What is needed:
Across the entries below, how many lines include the word "ImageData"? Reply with only the number.

Information supplied:
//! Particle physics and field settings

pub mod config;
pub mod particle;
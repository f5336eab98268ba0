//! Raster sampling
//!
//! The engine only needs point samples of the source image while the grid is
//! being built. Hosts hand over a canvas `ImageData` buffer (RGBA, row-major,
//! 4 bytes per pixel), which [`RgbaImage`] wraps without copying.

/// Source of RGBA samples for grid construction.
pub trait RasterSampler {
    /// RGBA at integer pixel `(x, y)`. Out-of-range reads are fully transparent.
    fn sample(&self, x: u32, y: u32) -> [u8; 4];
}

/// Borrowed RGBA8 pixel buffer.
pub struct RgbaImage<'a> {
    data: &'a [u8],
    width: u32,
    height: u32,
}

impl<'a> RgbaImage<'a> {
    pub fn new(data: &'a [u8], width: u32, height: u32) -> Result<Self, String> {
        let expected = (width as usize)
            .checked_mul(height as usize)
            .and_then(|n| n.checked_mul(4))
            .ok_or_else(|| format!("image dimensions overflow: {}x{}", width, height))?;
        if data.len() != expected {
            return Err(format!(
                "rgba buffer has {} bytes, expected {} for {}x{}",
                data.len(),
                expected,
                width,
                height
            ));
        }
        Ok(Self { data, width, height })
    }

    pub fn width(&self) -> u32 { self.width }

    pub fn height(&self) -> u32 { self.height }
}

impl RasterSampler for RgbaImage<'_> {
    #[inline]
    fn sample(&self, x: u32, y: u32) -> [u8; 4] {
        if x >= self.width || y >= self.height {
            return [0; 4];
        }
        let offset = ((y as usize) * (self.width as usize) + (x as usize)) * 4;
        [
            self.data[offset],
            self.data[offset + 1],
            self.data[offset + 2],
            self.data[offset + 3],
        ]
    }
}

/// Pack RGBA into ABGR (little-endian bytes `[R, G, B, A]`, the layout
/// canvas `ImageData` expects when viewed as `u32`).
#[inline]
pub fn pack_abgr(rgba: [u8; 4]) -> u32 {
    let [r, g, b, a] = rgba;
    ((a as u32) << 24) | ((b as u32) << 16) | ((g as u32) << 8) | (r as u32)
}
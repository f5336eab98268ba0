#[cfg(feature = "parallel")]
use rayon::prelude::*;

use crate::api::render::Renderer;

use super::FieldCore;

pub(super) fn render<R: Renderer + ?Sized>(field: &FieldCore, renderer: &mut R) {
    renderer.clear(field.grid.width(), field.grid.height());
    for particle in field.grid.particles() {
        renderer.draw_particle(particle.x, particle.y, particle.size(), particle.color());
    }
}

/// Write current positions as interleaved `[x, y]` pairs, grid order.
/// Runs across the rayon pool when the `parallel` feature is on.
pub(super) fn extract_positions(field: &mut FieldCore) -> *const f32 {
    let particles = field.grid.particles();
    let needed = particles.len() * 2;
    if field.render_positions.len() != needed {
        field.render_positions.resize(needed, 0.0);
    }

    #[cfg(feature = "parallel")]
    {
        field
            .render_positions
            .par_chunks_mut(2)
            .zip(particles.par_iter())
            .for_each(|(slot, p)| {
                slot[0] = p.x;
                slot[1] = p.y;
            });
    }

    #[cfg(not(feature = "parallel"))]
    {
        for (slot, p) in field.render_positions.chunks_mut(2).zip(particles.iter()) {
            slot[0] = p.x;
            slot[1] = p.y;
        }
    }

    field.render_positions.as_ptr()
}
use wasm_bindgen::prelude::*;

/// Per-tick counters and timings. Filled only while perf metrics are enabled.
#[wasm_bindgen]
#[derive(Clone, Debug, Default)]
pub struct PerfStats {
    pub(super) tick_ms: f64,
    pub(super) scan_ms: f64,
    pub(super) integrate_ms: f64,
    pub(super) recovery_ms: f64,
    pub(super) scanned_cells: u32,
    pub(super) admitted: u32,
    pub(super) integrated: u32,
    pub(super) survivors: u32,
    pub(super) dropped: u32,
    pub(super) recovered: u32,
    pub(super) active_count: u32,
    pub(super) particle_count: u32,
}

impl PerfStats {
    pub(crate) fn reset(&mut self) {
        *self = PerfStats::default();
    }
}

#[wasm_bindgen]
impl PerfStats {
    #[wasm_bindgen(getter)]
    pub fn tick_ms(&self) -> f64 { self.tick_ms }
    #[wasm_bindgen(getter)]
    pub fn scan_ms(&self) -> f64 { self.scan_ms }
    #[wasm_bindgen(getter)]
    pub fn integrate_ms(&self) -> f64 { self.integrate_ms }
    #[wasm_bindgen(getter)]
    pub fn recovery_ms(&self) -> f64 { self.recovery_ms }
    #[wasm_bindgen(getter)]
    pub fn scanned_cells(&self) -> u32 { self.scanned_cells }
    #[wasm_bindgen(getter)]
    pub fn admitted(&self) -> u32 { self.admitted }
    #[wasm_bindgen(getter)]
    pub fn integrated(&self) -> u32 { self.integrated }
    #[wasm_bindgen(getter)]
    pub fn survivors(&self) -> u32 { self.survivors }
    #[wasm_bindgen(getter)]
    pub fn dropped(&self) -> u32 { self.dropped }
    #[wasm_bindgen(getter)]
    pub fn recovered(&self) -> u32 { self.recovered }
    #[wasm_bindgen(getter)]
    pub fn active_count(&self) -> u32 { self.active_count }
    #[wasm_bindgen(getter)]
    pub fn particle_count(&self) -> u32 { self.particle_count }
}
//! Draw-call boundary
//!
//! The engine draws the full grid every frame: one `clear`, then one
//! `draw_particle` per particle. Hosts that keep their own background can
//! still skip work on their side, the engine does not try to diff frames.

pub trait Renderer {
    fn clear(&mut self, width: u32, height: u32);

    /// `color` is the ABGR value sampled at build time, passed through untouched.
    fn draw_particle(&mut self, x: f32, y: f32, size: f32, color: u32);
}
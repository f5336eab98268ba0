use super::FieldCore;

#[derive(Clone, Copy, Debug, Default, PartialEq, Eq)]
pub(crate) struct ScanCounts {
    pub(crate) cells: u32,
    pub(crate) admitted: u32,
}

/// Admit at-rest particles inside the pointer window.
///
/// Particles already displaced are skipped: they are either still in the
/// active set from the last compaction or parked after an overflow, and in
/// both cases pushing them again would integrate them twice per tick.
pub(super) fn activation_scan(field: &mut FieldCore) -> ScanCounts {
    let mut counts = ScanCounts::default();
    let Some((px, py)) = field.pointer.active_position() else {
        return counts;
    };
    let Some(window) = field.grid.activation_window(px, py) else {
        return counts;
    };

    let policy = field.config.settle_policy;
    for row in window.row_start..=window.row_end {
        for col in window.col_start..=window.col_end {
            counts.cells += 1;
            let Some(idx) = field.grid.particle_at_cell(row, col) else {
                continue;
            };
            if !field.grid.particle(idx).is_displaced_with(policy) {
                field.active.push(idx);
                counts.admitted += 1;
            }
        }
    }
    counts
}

Answer space:
2